* What you need to do *
When a line below holds the string "FakeUpstream", show that line.

* Source records *
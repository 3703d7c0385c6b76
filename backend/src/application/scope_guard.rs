use std::sync::Arc;
use std::time::Duration;
use tracing::{debug, warn};

use crate::application::ports::TextClassifier;

const SYSTEM_PROMPT: &str = "You are a strict topic gate for a moderated discussion. \
Decide whether the user's message belongs to the discussion scope. \
Answer with a single word: YES if it is within scope, NO otherwise.";

#[derive(Debug, Clone, PartialEq, Eq)]
pub struct ScopeVerdict {
    pub in_scope: bool,
    pub reason: Option<String>,
}

impl ScopeVerdict {
    fn allow() -> Self {
        Self {
            in_scope: true,
            reason: None,
        }
    }

    fn deny(reason: &str) -> Self {
        Self {
            in_scope: false,
            reason: Some(reason.to_string()),
        }
    }
}

/// Judges candidate messages against a session scope. Every failure path
/// yields a deny verdict.
pub struct ScopeGuard {
    classifier: Option<Arc<dyn TextClassifier>>,
    timeout: Duration,
}

impl ScopeGuard {
    pub fn new(classifier: Option<Arc<dyn TextClassifier>>, timeout: Duration) -> Self {
        Self { classifier, timeout }
    }

    pub async fn check_in_scope(
        &self,
        scope: Option<&str>,
        context: Option<&str>,
        candidate: &str,
    ) -> ScopeVerdict {
        let Some(scope) = scope.map(str::trim).filter(|s| !s.is_empty()) else {
            return ScopeVerdict::deny("session has no scope");
        };
        let candidate = candidate.trim();
        if candidate.is_empty() {
            return ScopeVerdict::deny("message has no text to evaluate");
        }
        let Some(classifier) = &self.classifier else {
            warn!("scope classifier is not configured, denying message");
            return ScopeVerdict::deny("scope classifier unavailable");
        };

        let prompt = user_prompt(scope, context, candidate);
        let answer = match tokio::time::timeout(self.timeout, classifier.classify(SYSTEM_PROMPT, &prompt)).await {
            Ok(Ok(answer)) => answer,
            Ok(Err(e)) => {
                warn!("scope classifier failed: {}", e);
                return ScopeVerdict::deny("scope classifier unavailable");
            }
            Err(_) => {
                warn!("scope classifier timed out after {:?}", self.timeout);
                return ScopeVerdict::deny("scope classifier timed out");
            }
        };

        match parse_verdict(&answer) {
            Some(true) => ScopeVerdict::allow(),
            Some(false) => ScopeVerdict::deny("message is outside the session scope"),
            None => {
                debug!("unparsable classifier verdict: {:?}", answer);
                ScopeVerdict::deny("scope classifier gave no clear verdict")
            }
        }
    }
}

fn user_prompt(scope: &str, context: Option<&str>, candidate: &str) -> String {
    let mut prompt = format!("Discussion scope: {}\n", scope);
    if let Some(context) = context.map(str::trim).filter(|c| !c.is_empty()) {
        prompt.push_str(&format!("Background context: {}\n", context));
    }
    prompt.push_str(&format!(
        "User message: {}\n\nIs the user message within the discussion scope? Answer YES or NO.",
        candidate
    ));
    prompt
}

/// `Some(true)` for an answer starting with the word "yes", `Some(false)` for
/// "no", `None` otherwise.
pub fn parse_verdict(answer: &str) -> Option<bool> {
    let answer = answer.trim().to_lowercase();
    if starts_with_word(&answer, "yes") {
        Some(true)
    } else if starts_with_word(&answer, "no") {
        Some(false)
    } else {
        None
    }
}

fn starts_with_word(text: &str, word: &str) -> bool {
    text.strip_prefix(word)
        .map(|rest| !rest.starts_with(|c: char| c.is_alphanumeric()))
        .unwrap_or(false)
}
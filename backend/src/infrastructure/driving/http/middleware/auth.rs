use axum::{async_trait, extract::FromRequestParts, http::request::Parts};
use axum_extra::{
    headers::{authorization::Bearer, Authorization},
    TypedHeader,
};
use std::convert::Infallible;

use crate::infrastructure::AppState;

/// Bearer token presented as a host capability, if any.
///
/// Extraction never fails: commands decide whether a capability is required
/// and whether it is valid for the addressed session.
#[derive(Debug, Clone, Default)]
pub struct HostCapability(pub Option<String>);

impl HostCapability {
    pub fn token(&self) -> Option<&str> {
        self.0.as_deref()
    }
}

#[async_trait]
impl FromRequestParts<AppState> for HostCapability {
    type Rejection = Infallible;

    async fn from_request_parts(parts: &mut Parts, state: &AppState) -> Result<Self, Self::Rejection> {
        let header = TypedHeader::<Authorization<Bearer>>::from_request_parts(parts, state)
            .await
            .ok();
        Ok(HostCapability(header.map(|TypedHeader(auth)| auth.token().to_string())))
    }
}
//! Fakes and fixtures shared by unit tests.

use async_trait::async_trait;
use chrono::{DateTime, Utc};
use huddle_protocol::QuotaSnapshot;
use serde_json::{json, Value};
use std::sync::{Arc, Mutex};
use std::time::Duration;
use tokio::sync::{mpsc, Notify};
use tokio::task::JoinHandle;
use tokio_util::sync::CancellationToken;

use crate::application::authorization::AuthorizationService;
use crate::application::connections::{CloseReason, ConnectionTracker};
use crate::application::guest::commands::request_join::{self, RequestJoinCommand};
use crate::application::host::commands::create_session::{self, CreateSessionCommand};
use crate::application::join_feed::JoinStatusFeed;
use crate::application::ports::clock::ManualClock;
use crate::application::ports::{
    ClassifierError, MediaDefaults, RealtimeUpstream, Room, RoomError, RoomProvider, TextClassifier, UpstreamError,
    UpstreamFrame, UpstreamLink,
};
use crate::application::relay::{self, Admission, ClientFrame, RelayContext, RelayParams, ServerFrame};
use crate::application::scope_guard::ScopeGuard;
use crate::application::services::{SessionPolicy, Services};
use crate::domain::{
    CapabilityRole, JoinRequestId, RequestedRole, RoomGrant, SessionId, SessionKind, HOST_SUBJECT,
};
use crate::infrastructure::driven::persistence::SessionRegistry;

pub const TEST_SECRET: &[u8] = b"test-signing-secret";
pub const TEST_SCOPE: &str = "Should we adopt policy X";

pub struct TestServices {
    pub clock: Arc<ManualClock>,
    pub services: Arc<Services>,
}

impl TestServices {
    pub fn new() -> Self {
        Self::build(None, SessionPolicy::default())
    }

    pub fn with_rooms(rooms: Arc<dyn RoomProvider>) -> Self {
        Self::build(Some(rooms), SessionPolicy::default())
    }

    pub fn with_usage_limit(usage_limit: u32) -> Self {
        Self::build(
            None,
            SessionPolicy {
                usage_limit,
                ..SessionPolicy::default()
            },
        )
    }

    fn build(rooms: Option<Arc<dyn RoomProvider>>, policy: SessionPolicy) -> Self {
        let clock = Arc::new(ManualClock::new(Utc::now()));
        let services = Services {
            registry: Arc::new(SessionRegistry::new(clock.clone())),
            authz: Arc::new(AuthorizationService::new(TEST_SECRET, clock.clone())),
            rooms,
            tracker: Arc::new(ConnectionTracker::new()),
            join_feed: Arc::new(JoinStatusFeed::new()),
            clock: clock.clone(),
            policy,
        };
        Self {
            clock,
            services: Arc::new(services),
        }
    }

    /// A moderated session scoped to [`TEST_SCOPE`] and its host capability.
    pub async fn moderated_session(&self) -> (SessionId, String) {
        let created = create_session::execute(
            &self.services,
            CreateSessionCommand {
                kind: SessionKind::Moderated,
                scope: Some(TEST_SCOPE.to_string()),
                context: None,
            },
        )
        .await
        .unwrap();
        (created.id, created.host_capability)
    }

    pub async fn join(&self, session: &SessionId, role: RequestedRole) -> JoinRequestId {
        request_join::execute(&self.services, session, RequestJoinCommand { role })
            .await
            .unwrap()
            .request_id
    }

    /// Marks a request admitted with a placeholder room.
    pub async fn admit_without_room(&self, session: &SessionId, request: &JoinRequestId) {
        let now = self.services.now();
        self.services
            .registry
            .update(session, |s| {
                let request = s.join_request_mut(request).unwrap();
                let role = request.requested_role;
                request
                    .admit(
                        RoomGrant {
                            room_url: "https://rooms.example/test".to_string(),
                            room_token: "room-token".to_string(),
                            final_role: role,
                        },
                        now,
                    )
                    .unwrap();
            })
            .await
            .unwrap();
    }
}

type Answer = Box<dyn Fn(&str) -> String + Send + Sync>;
type Delay = Box<dyn Fn(&str) -> Duration + Send + Sync>;

/// Classifier answering from a closure over the user prompt.
pub struct ScriptedClassifier {
    answer: Answer,
    delay: Option<Delay>,
    prompts: Mutex<Vec<String>>,
}

impl ScriptedClassifier {
    pub fn answering(answer: impl Fn(&str) -> String + Send + Sync + 'static) -> Self {
        Self {
            answer: Box::new(answer),
            delay: None,
            prompts: Mutex::new(Vec::new()),
        }
    }

    /// Answers YES when the candidate message mentions "policy".
    pub fn policy_topic() -> Self {
        Self::answering(|prompt| {
            if candidate(prompt).contains("policy") {
                "YES".to_string()
            } else {
                "NO".to_string()
            }
        })
    }

    pub fn with_delay(mut self, delay: impl Fn(&str) -> Duration + Send + Sync + 'static) -> Self {
        self.delay = Some(Box::new(delay));
        self
    }

    pub fn prompts(&self) -> Vec<String> {
        self.prompts.lock().unwrap().clone()
    }
}

/// The candidate message embedded in a scope-check prompt.
pub fn candidate(prompt: &str) -> &str {
    prompt
        .lines()
        .find_map(|line| line.strip_prefix("User message: "))
        .unwrap_or("")
}

#[async_trait]
impl TextClassifier for ScriptedClassifier {
    async fn classify(&self, _system_prompt: &str, user_prompt: &str) -> Result<String, ClassifierError> {
        self.prompts.lock().unwrap().push(user_prompt.to_string());
        if let Some(delay) = &self.delay {
            tokio::time::sleep(delay(user_prompt)).await;
        }
        Ok((self.answer)(user_prompt))
    }
}

/// Room service that accepts rooms but never answers a delete.
pub struct StalledRooms;

#[async_trait]
impl RoomProvider for StalledRooms {
    async fn ensure_room(&self, name: &str, _expires_at: DateTime<Utc>) -> Result<Room, RoomError> {
        Ok(Room {
            name: name.to_string(),
            url: format!("https://rooms.test/{}", name),
        })
    }

    async fn issue_room_token(
        &self,
        _name: &str,
        _expires_at: DateTime<Utc>,
        _is_owner: bool,
        _media: MediaDefaults,
    ) -> Result<String, RoomError> {
        Ok("room-token".to_string())
    }

    async fn delete_room(&self, _name: &str) -> Result<(), RoomError> {
        std::future::pending().await
    }
}

/// Test side of one fake upstream connection.
pub struct UpstreamPeer {
    pub received: mpsc::Receiver<UpstreamFrame>,
    pub sender: mpsc::Sender<UpstreamFrame>,
}

impl UpstreamPeer {
    pub async fn next_text(&mut self) -> String {
        match self.received.recv().await {
            Some(UpstreamFrame::Text(text)) => text,
            other => panic!("expected a text frame upstream, got {:?}", other),
        }
    }

    pub async fn next_json(&mut self) -> Value {
        serde_json::from_str(&self.next_text().await).unwrap()
    }
}

pub enum UpstreamMode {
    Open,
    Gated(Arc<Notify>),
    Failing,
}

/// In-memory upstream that hands its peer ends to the test.
pub struct FakeUpstream {
    mode: UpstreamMode,
    peers: mpsc::UnboundedSender<UpstreamPeer>,
}

impl FakeUpstream {
    pub fn new(mode: UpstreamMode) -> (Self, mpsc::UnboundedReceiver<UpstreamPeer>) {
        let (peers, rx) = mpsc::unbounded_channel();
        (Self { mode, peers }, rx)
    }
}

#[async_trait]
impl RealtimeUpstream for FakeUpstream {
    async fn connect(&self, _shutdown: CancellationToken) -> Result<UpstreamLink, UpstreamError> {
        match &self.mode {
            UpstreamMode::Failing => return Err(UpstreamError::Connect("handshake refused".to_string())),
            UpstreamMode::Gated(gate) => gate.notified().await,
            UpstreamMode::Open => {}
        }
        let (to_peer, received) = mpsc::channel(64);
        let (sender, from_peer) = mpsc::channel(64);
        let _ = self.peers.send(UpstreamPeer { received, sender });
        Ok(UpstreamLink {
            sender: to_peer,
            receiver: from_peer,
        })
    }
}

/// Relay wiring over [`TestServices`] with a fake upstream.
pub struct RelayHarness {
    pub t: TestServices,
    pub ctx: RelayContext,
    pub peers: mpsc::UnboundedReceiver<UpstreamPeer>,
}

impl RelayHarness {
    pub fn new(t: TestServices) -> Self {
        Self::with_parts(t, Arc::new(ScriptedClassifier::policy_topic()), UpstreamMode::Open)
    }

    pub fn with_parts(t: TestServices, classifier: Arc<dyn TextClassifier>, mode: UpstreamMode) -> Self {
        let (upstream, peers) = FakeUpstream::new(mode);
        let ctx = RelayContext {
            services: t.services.clone(),
            guard: Arc::new(ScopeGuard::new(Some(classifier), Duration::from_secs(6))),
            upstream: Some(Arc::new(upstream)),
            pending_limit: relay::DEFAULT_PENDING_LIMIT,
        };
        Self { t, ctx, peers }
    }

    pub fn services(&self) -> &Arc<Services> {
        &self.t.services
    }

    pub fn clock(&self) -> &Arc<ManualClock> {
        &self.t.clock
    }

    /// A fresh moderated session and a host AI capability for it.
    pub async fn host_ai_capability(&self) -> (SessionId, String) {
        let (session, _host) = self.t.moderated_session().await;
        let expires_at = self.services().registry.get(&session).await.unwrap().expires_at;
        let token = self
            .services()
            .authz
            .issue_ai_capability(&session, CapabilityRole::Host, HOST_SUBJECT, expires_at)
            .unwrap();
        (session, token)
    }

    /// Admits `token` as host on `session` and starts bridging.
    pub async fn open(&self, session: &SessionId, token: &str) -> RelayClient {
        let params = RelayParams {
            role: Some("host".to_string()),
            token: Some(token.to_string()),
        };
        let admission = relay::authorize(&self.ctx, session, &params).await.unwrap();
        self.open_admitted(admission)
    }

    pub fn open_admitted(&self, admission: Admission) -> RelayClient {
        let (to_relay, client_rx) = mpsc::channel(64);
        let (client_tx, from_relay) = mpsc::channel(64);
        let ctx = Arc::new(self.ctx.clone());
        let task = tokio::spawn(relay::bridge::run(ctx, admission, client_rx, client_tx));
        RelayClient {
            to_relay: Some(to_relay),
            from_relay,
            task,
        }
    }

    pub async fn next_peer(&mut self) -> UpstreamPeer {
        self.peers.recv().await.unwrap()
    }
}

/// Test side of a relay client socket.
pub struct RelayClient {
    pub to_relay: Option<mpsc::Sender<ClientFrame>>,
    pub from_relay: mpsc::Receiver<ServerFrame>,
    pub task: JoinHandle<()>,
}

impl RelayClient {
    pub async fn send(&self, message: Value) {
        self.to_relay
            .as_ref()
            .unwrap()
            .send(ClientFrame::Text(message.to_string()))
            .await
            .unwrap();
    }

    pub async fn say(&self, text: &str) {
        self.send(user_message(text)).await;
    }

    pub async fn next_frame(&mut self) -> ServerFrame {
        self.from_relay.recv().await.unwrap()
    }

    pub async fn next_event(&mut self) -> Value {
        match self.next_frame().await {
            ServerFrame::Text(text) => serde_json::from_str(&text).unwrap(),
            other => panic!("expected a text frame, got {:?}", other),
        }
    }

    /// Consumes the ready and quota events sent when bridging starts.
    pub async fn ready(&mut self) -> QuotaSnapshot {
        assert_eq!(self.next_event().await["type"], "relay.upstream_ready");
        let quota = self.next_event().await;
        assert_eq!(quota["type"], "relay.quota");
        serde_json::from_value(quota).unwrap()
    }

    pub async fn closed_with(&mut self) -> CloseReason {
        loop {
            match self.next_frame().await {
                ServerFrame::Close(reason) => return reason,
                _ => continue,
            }
        }
    }

    pub fn hang_up(&mut self) {
        self.to_relay = None;
    }
}

pub fn user_message(text: &str) -> Value {
    json!({
        "type": "conversation.item.create",
        "item": {
            "type": "message",
            "role": "user",
            "content": [{"type": "input_text", "text": text}]
        }
    })
}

* Result of the task *
pub struct FakeUpstream {
impl FakeUpstream {
impl RealtimeUpstream for FakeUpstream {
        let (upstream, peers) = FakeUpstream::new(mode);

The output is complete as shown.